Review: Antigoddess (Goddess War #1) – Kendare Blake

Release Date: September 10th 2013
Published By: Orchard Books (UK), Tor Teen (US)
Pages: 333
Goodreads: Add it to your reading list

Rating: 4 out of 5

Synopsis: Old Gods never die…

Or so Athena thought. But then the feathers started sprouting beneath her skin, invading her lungs like a strange cancer, and Hermes showed up with a fever eating away his flesh. So much for living a quiet eternity in perpetual health.

Desperately seeking the cause of their slow, miserable deaths, Athena and Hermes travel the world, gathering allies and discovering enemies both new and old. Their search leads them to Cassandra—an ordinary girl who was once an extraordinary prophetess, protected and loved by a god.

These days, Cassandra doesn’t involve herself in the business of gods—in fact, she doesn’t even know they exist. But she could be the key in a war that is only just beginning.

Because Hera, the queen of the gods, has aligned herself with other of the ancient Olympians, who are killing off rivals in an attempt to prolong their own lives. But these anti-gods have become corrupted in their desperation to survive, horrific caricatures of their former glory. Athena will need every advantage she can get, because immortals don’t just flicker out.

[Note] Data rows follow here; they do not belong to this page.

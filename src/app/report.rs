//! Plain-text and JSON rendering of command results.

use serde::Serialize;

use super::config::OutputFormat;
use crate::assessment::{Assessment, ModelInfo, Verdict};
use crate::domain::MarkComponent;

pub fn render<T: Serialize>(
    value: &T,
    format: OutputFormat,
    text: impl FnOnce(&T) -> String,
) -> serde_json::Result<String> {
    match format {
        OutputFormat::Json => serde_json::to_string_pretty(value),
        OutputFormat::Text => Ok(text(value)),
    }
}

fn join(components: &[MarkComponent]) -> String {
    if components.is_empty() {
        return "None".to_string();
    }
    components
        .iter()
        .map(|c| c.display_name())
        .collect::<Vec<_>>()
        .join(", ")
}

fn lines(lines: Vec<String>) -> String {
    let mut out = lines.join("\n");
    out.push('\n');
    out
}

#[must_use]
pub fn assessment_text(assessment: &Assessment) -> String {
    let s = &assessment.summary;
    let distances = assessment
        .classification
        .distances
        .iter()
        .enumerate()
        .map(|(i, d)| format!("{i}={d:.2}"))
        .collect::<Vec<_>>()
        .join(" ");
    let status = match assessment.verdict {
        Verdict::Eligible => "ELIGIBLE FOR FINAL EXAM".to_string(),
        Verdict::NotEligible => format!(
            "NOT ELIGIBLE FOR FINAL EXAM (need {:.1} more marks)",
            s.shortfall
        ),
        Verdict::Disagreement {
            mark_eligible: true,
            ..
        } => "UNDECIDED: pass mark met but the model suggests more improvement".to_string(),
        Verdict::Disagreement { .. } => {
            "UNDECIDED: below pass mark but the model sees potential".to_string()
        }
    };

    lines(vec![
        format!(
            "Student:      {} ({}) - {}",
            assessment.student.name,
            assessment.student.registration_number,
            assessment.student.programme.title()
        ),
        format!(
            "Assignments:  {:.1}/{:.0} ({:.0}%)",
            s.assignments.score, s.assignments.max, s.assignments.percentage
        ),
        format!(
            "Tests:        {:.1}/{:.0} ({:.0}%)",
            s.tests.score, s.tests.max, s.tests.percentage
        ),
        format!(
            "Overall:      {:.1}/{:.0} ({:.1}%)",
            s.overall.score, s.overall.max, s.overall.percentage
        ),
        format!("Grade:        {}", s.grade),
        format!(
            "Cluster:      {} ({})",
            assessment.classification.label, assessment.category.name
        ),
        format!("Distances:    {distances}"),
        format!("Strengths:    {}", join(&s.strengths)),
        format!("Improve:      {}", join(&s.weaknesses)),
        format!("Status:       {status}"),
    ])
}

#[must_use]
pub fn model_info_text(info: &ModelInfo) -> String {
    let header = [
        format!("Model type:   {}", info.model_type),
        format!("Clusters:     {}", info.n_clusters),
        format!(
            "Features:     {} ({})",
            info.n_features,
            join(&info.features)
        ),
        format!("Total marks:  {:.0}", info.total_marks),
        format!("Pass mark:    {:.1}", info.pass_mark),
    ];
    let centers = info.centers.iter().map(|center| {
        let values = center
            .values
            .iter()
            .map(|v| format!("{v:.2}"))
            .collect::<Vec<_>>()
            .join(", ");
        format!(
            "Cluster {}:    [{values}] {}{}",
            center.label,
            center.category,
            if center.eligible { " (eligible)" } else { "" }
        )
    });
    lines(header.into_iter().chain(centers).collect())
}

#[cfg(test)]
mod tests {
    use super::*;
    use crate::assessment::CenterInfo;

    fn info() -> ModelInfo {
        ModelInfo {
            model_type: "KMeans".into(),
            n_clusters: 4,
            n_features: 3,
            features: vec![
                MarkComponent::Assignment1,
                MarkComponent::Test1,
                MarkComponent::Test2,
            ],
            total_marks: 40.0,
            pass_mark: 28.0,
            centers: vec![CenterInfo {
                label: 1,
                category: "EXCELLENT".into(),
                eligible: true,
                values: vec![4.5, 13.5, 13.0],
            }],
        }
    }

    #[test]
    fn model_info_text_lists_features_and_centers() {
        let text = model_info_text(&info());
        assert!(text.contains("Features:     3 (Assignment 1, Test 1, Test 2)"));
        assert!(text.contains("Cluster 1:    [4.50, 13.50, 13.00] EXCELLENT (eligible)"));
    }

    #[test]
    fn text_output_is_one_line_per_field() {
        let text = model_info_text(&info());
        assert_eq!(text.lines().count(), 6);
        assert!(text.ends_with("(eligible)\n"));
    }

    #[test]
    fn json_output_is_structured() {
        let json = render(&info(), OutputFormat::Json, model_info_text).unwrap();
        let value: serde_json::Value = serde_json::from_str(&json).unwrap();
        assert_eq!(value["n_clusters"], 4);
        assert_eq!(value["features"][0], "assignment1");
        assert_eq!(value["centers"][0]["category"], "EXCELLENT");
    }
}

Every one of them dies in their own way. Some choke on feathers. Others become monsters. All of them rage against their last breath.

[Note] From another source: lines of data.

//! Cluster model and nearest-centroid classification.

pub mod centroid;
pub mod model;

pub use centroid::{
    CLUSTER_COUNT, CentersError, ClassificationResult, ClassifyError, ClusterCenter,
    ClusterCenters, ClusterLabel, FeatureVector, classify,
};
pub use model::{ClusterModel, ModelError};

The Goddess War is about to begin.

Review: The Twilight of the Gods has arrived. And Greek Gods are slowly dying in a way that is unique to their own power. But determined to find a cure, Athena seeks counsel from Demeter and finds that a war of the gods is brewing and that they may not be able to avoid Fate. War of the gods comes from those who are determined to survive, even if it means slaughtering their own kind. The only hope for survival (for both sides) lays in a single teenage girl – Cassandra – who is no mere moral, but in fact the reincarnation of the prophet, Cassandra of Troy.

Set in the modern day world, this storyline itself if full of Greek mythological references, including gods, goddess, reincarnation and the Trojan war – but don’t worry, if you aren’t up to speed with Greek mythology, Kendare skilfully provides you with all the information you need, without over-loading you with unnecessary details. The writing style is fantastic – with an abundance of action, and lots of gory detail. The battle scenes, and even descriptions of characters, are filled with grotesque realism that leaves images that cannot be forgotten. Antigoddess follows two storylines: one follows Cassandra, while the other follows Athena, the goddess of battle and war. The storyline was amazingly executed, following the struggles of a tired, but yet determined goddess, as well and a regular teenage girl who learns she is certainly not ordinary. These two storylines are brilliantly weaved together in the later part of the book, to ensure that you get the best perspective for the chilling conclusion.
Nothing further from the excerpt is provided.